Pantau - Kementerian Kesehatan Lebanon menyatakan serangan militer Israel di berbagai wilayah negara itu telah menewaskan sedikitnya 687 orang sejak 2 Maret.
Kementerian tersebut melaporkan bahwa dari total korban tewas terdapat 98 anak-anak.
Data resmi juga menunjukkan korban tewas mencakup 62 perempuan dan 18 paramedis.
Selain korban meninggal, jumlah korban luka dilaporkan mencapai 1.774 orang.
Di antara korban luka tersebut terdapat 304 anak-anak, 328 perempuan, dan 45 paramedis.
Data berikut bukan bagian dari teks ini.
//! Stage assembly
//!
//! Turns classified paths into view stages:
//!
//! - one match stage ANDing every document-level predicate
//! - one set-field stage per filtered embedded-list path
//! - one filter-labels (or filter-keypoints) stage per filtered label path
//!
//! Every assembler walks paths in sorted order, so the same filters always
//! produce the same stage list.

use crate::expr::{Expr, Query};
use crate::schema::{SchemaCatalog, SkeletonRegistry};
use crate::stages::Stage;

use super::classify::{classify_label_paths, classify_scalar_paths, ClassifiedPath, ParentKind};
use super::errors::FilterResult;
use super::expression::build_expr;
use super::keypoints::{build_keypoint_stage, is_parallel_attribute, POINTS_ATTRIBUTE};
use super::scalar::build_query;
use super::spec::Filters;

/// Read-only lookups shared by the assemblers
#[derive(Debug, Clone, Copy)]
pub struct FilterContext<'a> {
    pub catalog: &'a dyn SchemaCatalog,
    pub skeletons: &'a SkeletonRegistry,
    /// Excluding label filters also drop documents left without labels
    pub exclude_drops_empty: bool,
}

impl<'a> FilterContext<'a> {
    pub fn new(catalog: &'a dyn SchemaCatalog, skeletons: &'a SkeletonRegistry) -> Self {
        Self {
            catalog,
            skeletons,
            exclude_drops_empty: false,
        }
    }

    pub fn with_exclude_drops_empty(mut self, value: bool) -> Self {
        self.exclude_drops_empty = value;
        self
    }
}

/// Whether a keypoint parallel attribute is being filtered
fn is_keypoint_attribute(c: &ClassifiedPath<'_>) -> bool {
    match c.label_kind() {
        Some(kind) => is_parallel_attribute(kind, c.field),
        None => false,
    }
}

/// Whether the path prunes keypoints through its own stage.
///
/// `.points` filters name skeleton labels, which only the keypoint stage
/// resolves, so they prune even in matching mode.
fn prunes_keypoints(c: &ClassifiedPath<'_>) -> bool {
    is_keypoint_attribute(c) && (!c.spec.is_matching || c.field.name() == POINTS_ATTRIBUTE)
}

/// Whether a path contributes to the document-level match
fn routes_to_match(c: &ClassifiedPath<'_>) -> bool {
    match c.parent {
        ParentKind::Other => true,
        ParentKind::EmbeddedList => c.spec.is_matching,
        ParentKind::Label(_) => c.spec.is_matching && !prunes_keypoints(c),
    }
}

/// Builds the single match stage, or `None` if no path contributes
pub fn build_match_stage(ctx: &FilterContext<'_>, filters: &Filters) -> FilterResult<Option<Stage>> {
    let mut conditions = Vec::new();

    let scalar = classify_scalar_paths(ctx.catalog, filters)?;
    let labels = classify_label_paths(ctx.catalog, filters)?;
    let mut paths: Vec<&ClassifiedPath<'_>> = scalar.iter().chain(labels.iter()).collect();
    paths.sort_by(|a, b| a.path.cmp(b.path));

    for c in paths.into_iter().filter(|c| routes_to_match(c)) {
        let db_path = ctx.catalog.db_path(c.path);
        conditions.push(build_query(&db_path, &c.field.kind, c.spec)?);
    }

    if conditions.is_empty() {
        return Ok(None);
    }
    Ok(Some(Stage::match_query(&Query::and(conditions))))
}

/// Builds one set-field stage per filtered path inside a plain embedded list
pub fn build_field_filter_stages(
    ctx: &FilterContext<'_>,
    filters: &Filters,
) -> FilterResult<Vec<Stage>> {
    let mut stages = Vec::new();
    for c in classify_scalar_paths(ctx.catalog, filters)? {
        if c.parent != ParentKind::EmbeddedList || c.spec.is_matching {
            continue;
        }
        let element = Expr::this_field(c.field.db_field.as_str());
        let predicate = build_expr(c.path, element, &c.field.kind, c.spec, false)?;
        let list = Expr::field(ctx.catalog.db_path(&c.parent_path))
            .if_null(Expr::empty_array())
            .filter(predicate);
        stages.push(Stage::set_field(c.parent_path.as_str(), &list));
    }
    Ok(stages)
}

/// Builds one label-pruning stage per filtered label attribute
pub fn build_label_filter_stages(
    ctx: &FilterContext<'_>,
    filters: &Filters,
) -> FilterResult<Vec<Stage>> {
    let mut stages = Vec::new();
    for c in classify_label_paths(ctx.catalog, filters)? {
        if prunes_keypoints(&c) {
            stages.push(build_keypoint_stage(&c.parent_path, c.field, c.spec, ctx.skeletons)?);
            continue;
        }
        if c.spec.is_matching {
            continue;
        }
        let label = Expr::this_field(c.field.db_field.as_str());
        let predicate = build_expr(c.path, label, &c.field.kind, c.spec, false)?;
        let only_matches = !c.spec.exclude || ctx.exclude_drops_empty;
        stages.push(Stage::filter_labels(c.parent_path.as_str(), &predicate, only_matches));
    }
    Ok(stages)
}

/// Match, field filter and label filter stages, in that order
pub fn make_filter_stages(ctx: &FilterContext<'_>, filters: &Filters) -> FilterResult<Vec<Stage>> {
    let mut stages = Vec::new();
    if let Some(stage) = build_match_stage(ctx, filters)? {
        stages.push(stage);
    }
    stages.extend(build_field_filter_stages(ctx, filters)?);
    stages.extend(build_label_filter_stages(ctx, filters)?);
    Ok(stages)
}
Kelompok Hezbollah di Lebanon pada 2 Maret mulai melancarkan serangan terhadap sejumlah situs militer Israel.
Serangan tersebut dilakukan sebagai respons atas serangan Israel yang disebut berulang kali terjadi di wilayah Lebanon.
Eskalasi konflik juga dipicu oleh pembunuhan Pemimpin Tertinggi Iran saat itu, Ali Khamenei, dalam serangan gabungan Amerika Serikat dan Israel.
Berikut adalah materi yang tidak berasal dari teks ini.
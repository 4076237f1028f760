//! Group filter resolution
//!
//! | filter         | stage-list effect                                            |
//! |----------------|--------------------------------------------------------------|
//! | nothing        | none                                                         |
//! | `slice`        | active slice only                                            |
//! | `id`           | optimized select of the group                                |
//! | `slices`       | flatten across slices (or slice-membership match if already selected) |
//! | `id`+`slices`  | flatten, match group id, replay non-selecting stages         |

use std::collections::BTreeSet;

use crate::expr::{Literal, Query, QueryOp};
use crate::observability::{log_event_with_fields, Event};
use crate::schema::MediaType;
use crate::stages::Stage;
use crate::view::{GroupFilter, View, ViewError, ViewResult};

use super::select::make_optimized_select_view;

/// Match keeping documents whose group slice is one of `slices`
fn slice_membership(group_field: &str, slices: &[String]) -> Stage {
    let names = slices.iter().map(|s| Literal::String(s.clone())).collect();
    Stage::match_query(&Query::field(
        format!("{}.name", group_field),
        QueryOp::In(names),
    ))
}

/// Applies `filter` to `view`, returning the narrowed view and the media
/// types it can contain (`None` when nothing was resolved)
pub fn resolve_group_filter(
    view: View,
    filter: &GroupFilter,
) -> ViewResult<(View, Option<BTreeSet<MediaType>>)> {
    if filter.is_empty() {
        return Ok((view, None));
    }

    let dataset = view.dataset().clone();
    let group_field = dataset
        .group_field
        .as_deref()
        .ok_or_else(|| ViewError::NotGrouped {
            dataset: dataset.name.clone(),
        })?;
    let group_key = format!("{}.id", group_field);

    let unselected = !view.stages().iter().any(Stage::selects_group_slices);
    let group_by = view.stages().iter().any(|s| s.groups_by(&group_key));

    let mut view = view;
    if let Some(slice) = &filter.slice {
        view.set_group_slice(Some(slice.clone()));
    }

    let mut flattened = false;
    match (&filter.slices, &filter.id) {
        (Some(slices), id) if unselected => {
            let mut out = view.base();
            out.add_stage(Stage::select_group_slices(Some(slices.clone()), true));
            if let Some(id) = id {
                out.add_stage(Stage::select_by_ids(format!("{}._id", group_field), &[id])?);
            }
            for stage in view.stages() {
                // A group id match already pins the result
                if id.is_some() && stage.reorders_or_selects() {
                    continue;
                }
                if group_by && stage.groups_by(&group_key) {
                    out.add_stage(slice_membership(group_field, slices));
                }
                out.add_stage(stage.clone());
            }
            view = out;
            flattened = true;
        }
        (_, Some(id)) => {
            view = make_optimized_select_view(&view, &[id], true)?;
        }
        _ => {}
    }

    if let (false, false, Some(slices)) = (group_by, flattened, &filter.slices) {
        view.add_stage(slice_membership(group_field, slices));
    }

    let media_types: BTreeSet<MediaType> = match &filter.slices {
        Some(slices) => slices
            .iter()
            .filter_map(|s| dataset.group_media_types.get(s))
            .copied()
            .collect(),
        None => dataset.group_media_types.values().copied().collect(),
    };

    let stage_count = view.stages().len().to_string();
    log_event_with_fields(
        Event::GroupFilterResolved,
        &[
            ("dataset", dataset.name.as_str()),
            ("flattened", if flattened { "true" } else { "false" }),
            ("slice", view.group_slice().unwrap_or("")),
            ("stages", stage_count.as_str()),
        ],
    );

    Ok((view, Some(media_types)))
}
Israel kemudian membalas dengan meluncurkan kampanye militer yang menargetkan sejumlah wilayah di Lebanon.
Serangan udara dilaporkan terjadi di pinggiran selatan Beirut serta wilayah selatan dan timur Lebanon.
Pada 3 Maret, militer Israel juga memulai operasi serangan darat terbatas di wilayah Lebanon selatan.